Il ministro Gentiloni ha sottolineato di essere pronto ad addestrare ed equipaggiare le forze militari libiche come chiede il governo al-Sarraj. Si riapre quindi il mercato delle armi in un paese lacerato dalla guerra civile e dalle infiltrazioni jihadiste con in testa l’Isis che ha come obiettivo il controllo delle infrastrutture critiche e la rendita di posizione che ne deriva. Secondo l’Osservatorio permanente sulle armi leggere (Opal) di Brescia dal 2005 al 2012 le autorizzazioni dei governi ad esportare armi in Libia sono state di 431,7 milioni di euro per la Francia, 375,5 per l’Italia, 161,8 la Gran Bretagna, 95,9 la Germania e 22,9 il Belgio. Quanto alle consegne effettive, il podio non cambia: Francia (248,2 milioni di euro), Italia (177,5). Il nostro belpaese ha avuto sempre un occhio di riguardo verso la sua ex colonia primeggiando nel settore dell’export di armi soprattutto durante il regime di Gheddafi.

Le armi però non sono sicuramente la soluzione ai problemi libici. Il giornale El Watan algerino sottolinea come l’Isis continui a dettare legge nelle località occupate sottolineando lo scarso impatto delle Nazioni Unite sul terreno. Esempio lampante il consiglio militare della città di Zentane, 160 km a sud ovest di Tripoli, che ha rifiutato di incontrare il generale italiano Paolo Serra, esperto militare della delegazione delle Nazioni Unite in Libia. Per non parlare della Francia che da un lato in sede Onu sostiene il governo unitario, mentre dall’altra continua a sostenere Tobruk, suffragando le milizie del generale con corpi di intelligence.

Secondo invece Guinée Conakry infos sarà essenziale monitorare il tutto perché queste armi potrebbero essere deviate dai loro obiettivi di guerra e finire per esempio nelle mani dell’Isis che potrebbe guadagnarci.  La 17° relazione dell’Ue sulle esportazioni di armamenti relativa all’anno 2014 è stata resa ufficialmente il 4 maggio 2016. Secondo la Rete italiana per il disarmo (Rid) e l’European Network Against Arms Trade (Enaat) diversi Stati membri non comunicano secondo gli standard comuni richiesti, il che rende impossibile confrontare i dati e avere una visione chiara e coerente delle esportazioni di sistemi militari dei paesi dell’Ue.

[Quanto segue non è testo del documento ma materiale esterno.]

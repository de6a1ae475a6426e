// This Source Code Form is subject to the terms of the Mozilla Public
// License, v. 2.0. If a copy of the MPL was not distributed with this
// file, You can obtain one at http://mozilla.org/MPL/2.0/.

/*!
The command-line surface: argument parsing is an external collaborator in
spirit (the core only cares about the flags in §6), but a concrete `clap`
definition and a `run` entry point are provided so the crate is directly
runnable.
 */

pub mod logging;

use std::path::{Path, PathBuf};
use std::sync::Arc;

use clap::Parser;
use thiserror::Error;

use crate::catalogue::{CatalogueWriter, JsonWriter};
use crate::constants::{DEFAULT_FLOOD_CLIP, DEFAULT_MAX_ITERATIONS, DEFAULT_SEED_CLIP};
use crate::coord::{Beam, SkyProjection};
use crate::detect::Segmenter;
use crate::dispatch::{dispatch, DispatchConfig, GlobalFittingData};
use crate::image::{
    estimate_background_rms, estimate_curvature, write_fits_f32, FitsImageSource, FitsReader,
};
use crate::AegeanError;

#[derive(Error, Debug)]
pub enum CliError {
    #[error("--beam requires exactly 3 values: MAJ MIN PA")]
    BadBeamArgCount,

    #[error("no beam supplied and the image header has no BMAJ/BMIN/BPA keywords")]
    NoBeam,
}

/// Aegean: detect and fit compact radio sources in a FITS image.
#[derive(Parser, Debug)]
#[clap(name = "aegean", version, about)]
pub struct AegeanArgs {
    /// Input FITS image.
    pub input: PathBuf,

    /// Output catalogue path (JSON).
    #[clap(long, short, default_value = "catalogue.json")]
    pub output: PathBuf,

    /// HDU index to read the image from.
    #[clap(long, default_value_t = 0)]
    pub hdu: usize,

    /// Forced uniform rms; bypasses background/rms estimation.
    #[clap(long)]
    pub rms: Option<f64>,

    /// Skip the fit (tag NOTFIT) if an island has more summits than this.
    #[clap(long)]
    pub maxsummits: Option<usize>,

    /// Curvature noise threshold; estimated from the curvature map if unset.
    #[clap(long)]
    pub csigma: Option<f64>,

    /// Seed detection threshold, in multiples of the local rms.
    #[clap(long, default_value_t = DEFAULT_SEED_CLIP)]
    pub seedclip: f64,

    /// Flood detection threshold, in multiples of the local rms.
    #[clap(long, default_value_t = DEFAULT_FLOOD_CLIP)]
    pub floodclip: f64,

    /// Worker count; defaults to all available cores.
    #[clap(long)]
    pub cores: Option<usize>,

    /// Also emit island-integrated records.
    #[clap(long)]
    pub island: bool,

    /// Write the background/rms/curvature maps as FITS images and exit.
    #[clap(long)]
    pub save_background: bool,

    /// Override the header's beam: MAJ MIN PA, in degrees.
    #[clap(long, number_of_values = 3)]
    pub beam: Option<Vec<f64>>,

    /// An rms FITS image with the same shape as the input, bypassing §4.2.
    #[clap(long)]
    pub rmsin: Option<PathBuf>,

    /// A background FITS image with the same shape as the input.
    #[clap(long)]
    pub bkgin: Option<PathBuf>,

    /// Increase log verbosity; repeatable.
    #[clap(short, long, parse(from_occurrences))]
    pub verbose: u8,
}

/// Run the full pipeline for one set of parsed arguments.
pub fn run(args: AegeanArgs) -> Result<(), AegeanError> {
    logging::setup_logging(args.verbose).map_err(|e| AegeanError::Generic(e.to_string()))?;

    let reader = FitsReader::default();
    let (image, wcs, header_beam) = reader.read_image(&args.input, args.hdu)?;

    let beam = match &args.beam {
        Some(values) if values.len() == 3 => Beam::new(values[0], values[1], values[2]),
        Some(_) => return Err(AegeanError::from(CliError::BadBeamArgCount)),
        None => header_beam.ok_or_else(|| AegeanError::from(CliError::NoBeam))?,
    };

    let shape = image.shape();
    let centre = ((shape.1 as f64) / 2.0 + 1.0, (shape.0 as f64) / 2.0 + 1.0);
    let pixel_beam_at_centre = wcs.pixel_beam_at(centre.0, centre.1, beam);

    let (background, rms) = match (&args.bkgin, &args.rmsin) {
        (Some(bkg_path), Some(rms_path)) => {
            let bkg_image = reader.read_auxiliary(bkg_path, "bkgin", shape)?;
            let rms_image = reader.read_auxiliary(rms_path, "rmsin", shape)?;
            (
                crate::image::BackgroundMap(bkg_image.data().clone()),
                crate::image::RmsMap(rms_image.data().clone()),
            )
        }
        _ => estimate_background_rms(&image, pixel_beam_at_centre, args.rms),
    };

    write_with_background(&args, image, wcs, beam, background, rms)
}

fn write_with_background(
    args: &AegeanArgs,
    image: crate::image::Image,
    wcs: crate::coord::WcsAdapter,
    beam: Beam,
    background: crate::image::BackgroundMap,
    rms: crate::image::RmsMap,
) -> Result<(), AegeanError> {
    let (curvature, c_sigma) = estimate_curvature(&image, args.csigma);

    if args.save_background {
        log::info!("--save_background given; writing background/rms/curvature maps and exiting");
        write_fits_f32(Path::new("aegean-background.fits"), background.as_array())?;
        write_fits_f32(Path::new("aegean-rms.fits"), rms.as_array())?;
        write_fits_f32(Path::new("aegean-curvature.fits"), curvature.as_array())?;
        log::info!("saved aegean-background.fits, aegean-rms.fits and aegean-curvature.fits");
        return Ok(());
    }

    let global = Arc::new(GlobalFittingData {
        image,
        background,
        rms,
        curvature,
        wcs,
        beam,
        c_sigma,
    });

    let islands = Segmenter::new(
        global.image.data().view(),
        global.rms.as_array().view(),
        args.seedclip,
        args.floodclip,
    )
    .enumerate()
    .map(|(i, island)| (i as i64, island));

    let cores = args
        .cores
        .unwrap_or_else(|| std::thread::available_parallelism().map(|n| n.get()).unwrap_or(1));
    let config = DispatchConfig {
        seed_clip: args.seedclip,
        flood_clip: args.floodclip,
        max_summits: args.maxsummits,
        cores,
        emit_island_record: args.island,
        max_iterations: DEFAULT_MAX_ITERATIONS,
    };

    let mut catalogue = dispatch(global, islands, config)?;
    catalogue.sort();

    JsonWriter::default()
        .write(&catalogue, &args.output)
        .map_err(AegeanError::from)?;

    log::info!(
        "wrote {} components ({} islands) to {}",
        catalogue.components.len(),
        catalogue.islands.len(),
        args.output.display()
    );
    Ok(())
}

Molti dei maggiori esportatori non forniscono all’Ue i dati sulle esportazioni effettive (consegne) di armamenti, come il Regno Unito e la Germania, o non rivelato i dati sulle esportazioni secondo le specifiche categorie di sistemi militari, come la Francia e l’Italia. Insomma la situazione libica non ne esce affatto migliorata dal valzer viennese con i singoli interessi ancora prevalenti rispetto ad un riequilibrio stabile.